• [The records]
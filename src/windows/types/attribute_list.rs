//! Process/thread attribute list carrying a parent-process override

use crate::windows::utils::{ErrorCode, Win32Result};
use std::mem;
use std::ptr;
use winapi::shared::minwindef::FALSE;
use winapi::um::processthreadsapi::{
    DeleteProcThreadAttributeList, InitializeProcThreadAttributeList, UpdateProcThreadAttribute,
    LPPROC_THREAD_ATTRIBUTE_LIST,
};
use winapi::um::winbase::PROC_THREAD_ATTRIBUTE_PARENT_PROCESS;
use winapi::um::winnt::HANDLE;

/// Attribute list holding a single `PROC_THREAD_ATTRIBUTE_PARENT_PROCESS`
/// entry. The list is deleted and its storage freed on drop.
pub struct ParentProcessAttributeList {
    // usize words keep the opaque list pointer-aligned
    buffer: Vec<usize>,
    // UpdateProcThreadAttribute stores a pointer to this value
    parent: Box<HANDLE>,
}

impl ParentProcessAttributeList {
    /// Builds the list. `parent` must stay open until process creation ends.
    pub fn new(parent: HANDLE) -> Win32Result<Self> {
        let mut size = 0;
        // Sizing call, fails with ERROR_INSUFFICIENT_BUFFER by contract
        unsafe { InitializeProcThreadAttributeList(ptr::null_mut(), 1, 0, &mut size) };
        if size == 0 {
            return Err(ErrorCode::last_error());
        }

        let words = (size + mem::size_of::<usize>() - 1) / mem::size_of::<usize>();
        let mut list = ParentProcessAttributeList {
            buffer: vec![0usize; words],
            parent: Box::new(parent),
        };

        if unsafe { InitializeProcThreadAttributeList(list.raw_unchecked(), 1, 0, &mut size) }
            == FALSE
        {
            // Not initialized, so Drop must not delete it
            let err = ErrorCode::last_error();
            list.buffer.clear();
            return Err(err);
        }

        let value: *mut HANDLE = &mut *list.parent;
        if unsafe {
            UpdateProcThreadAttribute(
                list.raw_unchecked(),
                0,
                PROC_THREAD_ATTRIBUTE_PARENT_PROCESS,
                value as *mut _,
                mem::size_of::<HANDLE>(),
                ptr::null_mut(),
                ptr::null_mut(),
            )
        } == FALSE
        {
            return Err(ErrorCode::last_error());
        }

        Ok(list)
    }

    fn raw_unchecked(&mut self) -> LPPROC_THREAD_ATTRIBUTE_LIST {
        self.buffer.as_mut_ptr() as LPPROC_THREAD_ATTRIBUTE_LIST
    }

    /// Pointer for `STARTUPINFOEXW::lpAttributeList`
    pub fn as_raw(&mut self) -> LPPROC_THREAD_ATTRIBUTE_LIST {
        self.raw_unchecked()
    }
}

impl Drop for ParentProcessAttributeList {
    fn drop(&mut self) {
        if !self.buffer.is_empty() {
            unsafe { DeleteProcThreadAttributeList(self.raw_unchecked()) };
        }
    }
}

• [Your objective]
Please make an exact copy of every record, leaving nothing out.

• [Output]
filename src/windows/types/attribute_list.rs
//! Process/thread attribute list carrying a parent-process override

use crate::windows::utils::{ErrorCode, Win32Result};
use std::mem;
use std::ptr;
use winapi::shared::minwindef::FALSE;
use winapi::um::processthreadsapi::{
    DeleteProcThreadAttributeList, InitializeProcThreadAttributeList, UpdateProcThreadAttribute,
    LPPROC_THREAD_ATTRIBUTE_LIST,
};
use winapi::um::winbase::PROC_THREAD_ATTRIBUTE_PARENT_PROCESS;
use winapi::um::winnt::HANDLE;

/// Attribute list holding a single `PROC_THREAD_ATTRIBUTE_PARENT_PROCESS`
/// entry. The list is deleted and its storage freed on drop.
pub struct ParentProcessAttributeList {
    // usize words keep the opaque list pointer-aligned
    buffer: Vec<usize>,
    // UpdateProcThreadAttribute stores a pointer to this value
    parent: Box<HANDLE>,
}

impl ParentProcessAttributeList {
    /// Builds the list. `parent` must stay open until process creation ends.
    pub fn new(parent: HANDLE) -> Win32Result<Self> {
        let mut size = 0;
        // Sizing call, fails with ERROR_INSUFFICIENT_BUFFER by contract
        unsafe { InitializeProcThreadAttributeList(ptr::null_mut(), 1, 0, &mut size) };
        if size == 0 {
            return Err(ErrorCode::last_error());
        }

        let words = (size + mem::size_of::<usize>() - 1) / mem::size_of::<usize>();
        let mut list = ParentProcessAttributeList {
            buffer: vec![0usize; words],
            parent: Box::new(parent),
        };

        if unsafe { InitializeProcThreadAttributeList(list.raw_unchecked(), 1, 0, &mut size) }
            == FALSE
        {
            // Not initialized, so Drop must not delete it
            let err = ErrorCode::last_error();
            list.buffer.clear();
            return Err(err);
        }

        let value: *mut HANDLE = &mut *list.parent;
        if unsafe {
            UpdateProcThreadAttribute(
                list.raw_unchecked(),
                0,
                PROC_THREAD_ATTRIBUTE_PARENT_PROCESS,
                value as *mut _,
                mem::size_of::<HANDLE>(),
                ptr::null_mut(),
                ptr::null_mut(),
            )
        } == FALSE
        {
            return Err(ErrorCode::last_error());
        }

        Ok(list)
    }

    fn raw_unchecked(&mut self) -> LPPROC_THREAD_ATTRIBUTE_LIST {
        self.buffer.as_mut_ptr() as LPPROC_THREAD_ATTRIBUTE_LIST
    }

    /// Pointer for `STARTUPINFOEXW::lpAttributeList`
    pub fn as_raw(&mut self) -> LPPROC_THREAD_ATTRIBUTE_LIST {
        self.raw_unchecked()
    }
}

impl Drop for ParentProcessAttributeList {
    fn drop(&mut self) {
        if !self.buffer.is_empty() {
            unsafe { DeleteProcThreadAttributeList(self.raw_unchecked()) };
        }
    }
}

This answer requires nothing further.